Thursday, January 12, 2006

Jones Lang LaSalle

Market Shows Signs of Stability
Wednesday, January 11, 2006
By Barbara Nelson

Barbara Nelson is editor of
Real Estate New York .
NEW YORK CITY-Vacancy rates are down in the overall Manhattan leasing market and statistics show a strong demand for the city’s most expensive space, according to Cushman & Wakefield’s Q4 report released today. Throughout the city, the vacancy rate fell to 8.4%, a six-year low, equating to a stable market, said Joseph Harbert, C&W’s chief operating officer for the New York metro area. “We are in equilibrium, but we are not quite where we were in the late 90s, when we all thought the market was good, however.”

Midtown had the lowest vacancy rates in the city at year’s end, with very few blocks of space remaining over 200,000 sf. The overall Midtown vacancy rate declined to 7.8%, its lowest level since the third quarter of 2001. Midtown South vacancy rate declined to 7.4%, it¹s lowest since Q2 of 2001. In the beginning of 2005, 23 large blocks over 200,000 sf were on the market. At year’s end that number declined to five, said Harbert.

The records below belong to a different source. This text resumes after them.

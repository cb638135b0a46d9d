//! Single-book display.

use std::fmt;

use jiff::{tz::TimeZone, Timestamp};
use shelf_core::{Book, Catalog};

use super::LocalDateTime;

/// The instant and zone due dates are judged against.
#[derive(Clone, Copy)]
pub struct DueContext<'a> {
    pub now: Timestamp,
    pub time_zone: &'a TimeZone,
}

impl<'a> DueContext<'a> {
    pub fn new(now: Timestamp, time_zone: &'a TimeZone) -> Self {
        Self { now, time_zone }
    }

    /// Current time and zone of `catalog`.
    pub fn of(catalog: &'a Catalog) -> Self {
        Self::new(catalog.now(), catalog.time_zone())
    }

    pub(crate) fn local<'b>(&'b self, timestamp: &'b Timestamp) -> LocalDateTime<'b> {
        LocalDateTime::new(timestamp, self.time_zone)
    }
}

fn yes_no(flag: bool) -> &'static str {
    if flag {
        "yes"
    } else {
        "no"
    }
}

/// Full details of one book, including loan dates when it is lent out.
pub struct BookDetails<'a> {
    book: &'a Book,
    due: DueContext<'a>,
}

impl<'a> BookDetails<'a> {
    pub fn new(book: &'a Book, due: DueContext<'a>) -> Self {
        Self { book, due }
    }
}

impl<'a> fmt::Display for BookDetails<'a> {
    fn fmt(&self, f: &mut fmt::Formatter<'_>) -> fmt::Result {
        let book = self.book;
        writeln!(f, "# {}. {}", book.id(), book.title())?;
        writeln!(f)?;
        writeln!(f, "- Author: {}", book.author())?;
        writeln!(f, "- Status: {}", book.status().with_icon())?;
        writeln!(f, "- Wishlist: {}", yes_no(book.in_wishlist()))?;
        writeln!(f, "- Favorite: {}", yes_no(book.is_favorited()))?;

        if let Some(loan) = book.loan() {
            let lent_at = loan.lent_at();
            let due_at = loan.due_at();
            writeln!(f, "- Lending Date: {}", self.due.local(&lent_at))?;
            writeln!(f, "- Expected Return: {}", self.due.local(&due_at))?;
            if let Some(status) = loan.due_status(self.due.now, self.due.time_zone) {
                writeln!(f, "- Due: {status}")?;
            }
        }
        writeln!(f)
    }
}
//! Change notifications emitted by the catalog.

use std::fmt;

use log::info;

use crate::models::{Book, BookId};

/// A mutation that was applied to the catalog.
#[derive(Debug, Clone, Copy, PartialEq, Eq)]
pub enum CatalogEvent {
    /// A new book was appended
    Added(BookId),
    /// A book was lent out
    Borrowed(BookId),
    /// A borrowed book came back
    Returned(BookId),
    /// The wishlist flag flipped to `in_wishlist`
    WishlistToggled { id: BookId, in_wishlist: bool },
    /// The favorite flag flipped to `favorited`
    FavoriteToggled { id: BookId, favorited: bool },
}

impl CatalogEvent {
    /// The book the event refers to.
    pub fn book_id(&self) -> BookId {
        match *self {
            CatalogEvent::Added(id)
            | CatalogEvent::Borrowed(id)
            | CatalogEvent::Returned(id)
            | CatalogEvent::WishlistToggled { id, .. }
            | CatalogEvent::FavoriteToggled { id, .. } => id,
        }
    }
}

impl fmt::Display for CatalogEvent {
    fn fmt(&self, f: &mut fmt::Formatter<'_>) -> fmt::Result {
        match self {
            CatalogEvent::Added(id) => write!(f, "book {id} added"),
            CatalogEvent::Borrowed(id) => write!(f, "book {id} borrowed"),
            CatalogEvent::Returned(id) => write!(f, "book {id} returned"),
            CatalogEvent::WishlistToggled { id, in_wishlist: true } => {
                write!(f, "book {id} added to wishlist")
            }
            CatalogEvent::WishlistToggled { id, in_wishlist: false } => {
                write!(f, "book {id} removed from wishlist")
            }
            CatalogEvent::FavoriteToggled { id, favorited: true } => {
                write!(f, "book {id} marked as favorite")
            }
            CatalogEvent::FavoriteToggled { id, favorited: false } => {
                write!(f, "book {id} unmarked as favorite")
            }
        }
    }
}

/// Receives every applied catalog mutation together with the resulting book
/// list.
pub trait CatalogObserver {
    fn on_change(&self, event: &CatalogEvent, books: &[Book]);
}

impl<F> CatalogObserver for F
where
    F: Fn(&CatalogEvent, &[Book]),
{
    fn on_change(&self, event: &CatalogEvent, books: &[Book]) {
        self(event, books);
    }
}

/// Handle returned by `Catalog::subscribe`, used to unsubscribe.
#[derive(Debug, Clone, Copy, PartialEq, Eq, Hash)]
pub struct SubscriptionId(pub(crate) u64);

/// Logs every change at info level.
#[derive(Debug, Default)]
pub struct LoggingObserver;

impl CatalogObserver for LoggingObserver {
    fn on_change(&self, event: &CatalogEvent, books: &[Book]) {
        info!("Catalog change: {event} ({} books)", books.len());
    }
}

Rental rates steadily increased in 2005, with the average asking rent in Midtown rising to $47.41 per sf at year end, more than 3% higher than last year. The average direct asking rent for class A space in the city was $54.41 with Madison/Fifth Avenue class A space averaging $74.29 per sf.

The financial services industry drove the leasing market with 29% of the activity, legal services with 11% and communications and media at 9%. “The most expensive office space, located for the most part on Fifth Avenue, Madison Avenue and Park Avenue, has been leased primarily by financial services, hedge fund and real estate investment firms,” explains Harbert. “Those are the types of tenants who are growing and competing for this type of space.” However, a wholesale tenant was the largest renter in 2005. The Gift Industry leased 417,000 sf at 7 West 34th St.

While overall leasing activity decreased by nearly 14% during the last 12 months, 2005 was a still a comparatively strong year for leasing. Overall leasing activity for 2005 totaled 25.5 million sf, down from 29.5 million sf in 2004. This can be attributed to “fewer firms that gave up excess space, companies that had been marketing excess space for lease took it back off the market and a substantial amount of space was converted to residential use in Midtown South and Downtown,” said Harbert.

Downtown vacancy rates also declined to 10.6%, but leasing activity was at a 13-year low. C&W’s executive broker and Downtown leasing expert Andrew Peretz said much of the leasing activity was space less than 10,000 sf, which doesn't garner attention, and larger space tenants weren’t confident enough in the Downtown market. That he says will change in 2006. Harbert agrees adding that, although Downtown rents are on average $15 lower than rents in Midtown, the latest economic incentives packages approved last year, coupled with decreased space in Midtown will help to spur leasing activity in Lower Manhattan.